St. Petersburg Beach, Fla. — Four young architects who cleverly updated the monastic quadrangle beat out teams from well-known architecture firms to win the second round of a competition to design the ideal college residence hall for the 21st century.

The winning entry showed a sleek complex with ground-floor classrooms and public spaces that spill freely into a central courtyard. On upper stories, modular rooms are grouped around atriums and linked by green roofs. Each student’s room has a “cafe window“—a large window that can be opened between the room and the atrium walkway when the occupant is feeling sociable. The window ledge doubles as bench seating.

The four architects, who call themselves Net+Work+Camp+Us, took home a $25,000 prize from the Association of College and University Housing Officers-International, which sponsors the 21st Century Project. Their entry was among five finalists presented to a jury of campus-housing experts on Friday at a well-attended event here.
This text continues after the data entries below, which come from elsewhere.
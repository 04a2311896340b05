//! Program Derived Address (PDA) derivation utilities
//!
//! Pure functions: identical inputs always yield identical addresses, so the
//! client and the vault program agree without a round trip.

use serde::Serialize;
use shared::constants::{
    ALLOWANCE_NONCE_SEED, ALLOWANCE_SEED, CASINO_SEED, CASINO_VAULT_SEED, RATE_LIMITER_SEED,
    VAULT_AUTHORITY_SEED, VAULT_SEED,
};
use shared::types::pubkey_string;
use solana_sdk::pubkey::Pubkey;

/// Derive casino PDA
pub fn derive_casino_pda(program_id: &Pubkey) -> (Pubkey, u8) {
    Pubkey::find_program_address(&[CASINO_SEED], program_id)
}

/// Derive user vault PDA (requires casino PDA)
pub fn derive_user_vault_pda(
    user_pubkey: &Pubkey,
    casino_pubkey: &Pubkey,
    program_id: &Pubkey,
) -> (Pubkey, u8) {
    Pubkey::find_program_address(
        &[VAULT_SEED, casino_pubkey.as_ref(), user_pubkey.as_ref()],
        program_id,
    )
}

/// Derive the casino's signing authority PDA
pub fn derive_vault_authority_pda(casino_pubkey: &Pubkey, program_id: &Pubkey) -> (Pubkey, u8) {
    Pubkey::find_program_address(&[VAULT_AUTHORITY_SEED, casino_pubkey.as_ref()], program_id)
}

/// Derive the program-owned casino vault PDA
pub fn derive_casino_vault_pda(casino_pubkey: &Pubkey, program_id: &Pubkey) -> (Pubkey, u8) {
    Pubkey::find_program_address(&[CASINO_VAULT_SEED, casino_pubkey.as_ref()], program_id)
}

/// Derive the per-user approval rate limiter PDA
pub fn derive_rate_limiter_pda(user_pubkey: &Pubkey, program_id: &Pubkey) -> (Pubkey, u8) {
    Pubkey::find_program_address(&[RATE_LIMITER_SEED, user_pubkey.as_ref()], program_id)
}

/// Derive the nonce registry PDA for a user/spender pair
pub fn derive_nonce_registry_pda(
    user_pubkey: &Pubkey,
    casino_pubkey: &Pubkey,
    program_id: &Pubkey,
) -> (Pubkey, u8) {
    Pubkey::find_program_address(
        &[
            ALLOWANCE_NONCE_SEED,
            user_pubkey.as_ref(),
            casino_pubkey.as_ref(),
        ],
        program_id,
    )
}

/// Derive the allowance PDA for a specific nonce
pub fn derive_allowance_pda(
    user_pubkey: &Pubkey,
    casino_pubkey: &Pubkey,
    nonce: u64,
    program_id: &Pubkey,
) -> (Pubkey, u8) {
    Pubkey::find_program_address(
        &[
            ALLOWANCE_SEED,
            user_pubkey.as_ref(),
            casino_pubkey.as_ref(),
            &nonce.to_le_bytes(),
        ],
        program_id,
    )
}

/// Every per-user address an allowance transaction touches
#[derive(Debug, Clone, PartialEq, Eq, Serialize)]
pub struct SessionAddresses {
    #[serde(with = "pubkey_string")]
    pub program_id: Pubkey,
    #[serde(with = "pubkey_string")]
    pub user: Pubkey,
    #[serde(with = "pubkey_string")]
    pub casino: Pubkey,
    #[serde(with = "pubkey_string")]
    pub vault: Pubkey,
    #[serde(with = "pubkey_string")]
    pub vault_authority: Pubkey,
    /// House pool credited by allowance spends; not part of any user instruction
    #[serde(with = "pubkey_string")]
    pub casino_vault: Pubkey,
    #[serde(with = "pubkey_string")]
    pub rate_limiter: Pubkey,
    #[serde(with = "pubkey_string")]
    pub nonce_registry: Pubkey,
}

impl SessionAddresses {
    /// Derive all addresses for `user` against `casino` (the spender)
    pub fn derive(program_id: &Pubkey, user: &Pubkey, casino: &Pubkey) -> Self {
        let (vault, _) = derive_user_vault_pda(user, casino, program_id);
        let (vault_authority, _) = derive_vault_authority_pda(casino, program_id);
        let (casino_vault, _) = derive_casino_vault_pda(casino, program_id);
        let (rate_limiter, _) = derive_rate_limiter_pda(user, program_id);
        let (nonce_registry, _) = derive_nonce_registry_pda(user, casino, program_id);

        Self {
            program_id: *program_id,
            user: *user,
            casino: *casino,
            vault,
            vault_authority,
            casino_vault,
            rate_limiter,
            nonce_registry,
        }
    }

    /// Allowance address for `nonce`
    pub fn allowance(&self, nonce: u64) -> Pubkey {
        derive_allowance_pda(&self.user, &self.casino, nonce, &self.program_id).0
    }
}
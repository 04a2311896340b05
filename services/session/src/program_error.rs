//! Custom program error extraction
//!
//! A failure reaches us either as a structured transaction error
//! (`{"InstructionError":[0,{"Custom":17}]}`) or as free text
//! (`"custom program error: 0x11"`). Both yield the same integer.

use serde_json::Value;

/// Find a `Custom` code anywhere inside a structured transaction error
pub fn extract_custom_code_from_value(value: &Value) -> Option<u32> {
    match value {
        Value::Object(map) => {
            if let Some(code) = map.get("Custom").and_then(Value::as_u64) {
                return u32::try_from(code).ok();
            }
            map.values().find_map(extract_custom_code_from_value)
        }
        Value::Array(items) => items.iter().find_map(extract_custom_code_from_value),
        Value::String(text) => extract_custom_code_from_message(text),
        _ => None,
    }
}

/// Find a custom code in an error message or a single log line
///
/// Recognized forms:
/// - `custom program error: 0x1773` (hex, as printed by the runtime)
/// - `Custom(6003)` (Debug output of the instruction error)
/// - `"Custom":6003` / `Custom: 6003` (JSON and loose text)
/// - `Error Number: 6003` (Anchor log line)
pub fn extract_custom_code_from_message(message: &str) -> Option<u32> {
    let lower = message.to_ascii_lowercase();

    const MARKERS: [&str; 5] = [
        "custom program error:",
        "custom(",
        "\"custom\":",
        "custom:",
        "error number:",
    ];

    MARKERS.iter().find_map(|marker| {
        lower
            .find(marker)
            .and_then(|index| parse_code(&lower[index + marker.len()..]))
    })
}

/// First custom code mentioned in program logs
pub fn extract_custom_code_from_logs(logs: &[String]) -> Option<u32> {
    logs.iter()
        .find_map(|line| extract_custom_code_from_message(line))
}

/// Parse a leading decimal or `0x`-prefixed hex integer, skipping whitespace
fn parse_code(text: &str) -> Option<u32> {
    let text = text.trim_start();
    if let Some(hex) = text.strip_prefix("0x") {
        let digits: String = hex.chars().take_while(|c| c.is_ascii_hexdigit()).collect();
        return u32::from_str_radix(&digits, 16).ok();
    }
    let digits: String = text.chars().take_while(|c| c.is_ascii_digit()).collect();
    digits.parse().ok()
}

/// Heuristic for "the program has already decided this transaction is invalid"
///
/// Used to decide whether a failed delegate send may fall back to a raw send.
pub fn looks_like_program_failure(message: &str) -> bool {
    let lower = message.to_ascii_lowercase();
    extract_custom_code_from_message(message).is_some()
        || lower.contains("simulation failed")
        || lower.contains("instructionerror")
        || lower.contains("instruction error")
        || lower.contains("program failed")
}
This year’s competition sought ideas not for individual rooms, which were the subject of last year’s competition, but for groups of rooms that the competition organizers referred to as “blocks” and “neighborhoods.” The eight jurors included architects and housing officers. In the third stage of the 21st Century project, three colleges will be chosen to develop programs for new residence halls—using ideas that the project has generated—and firms will compete to design one of the three buildings.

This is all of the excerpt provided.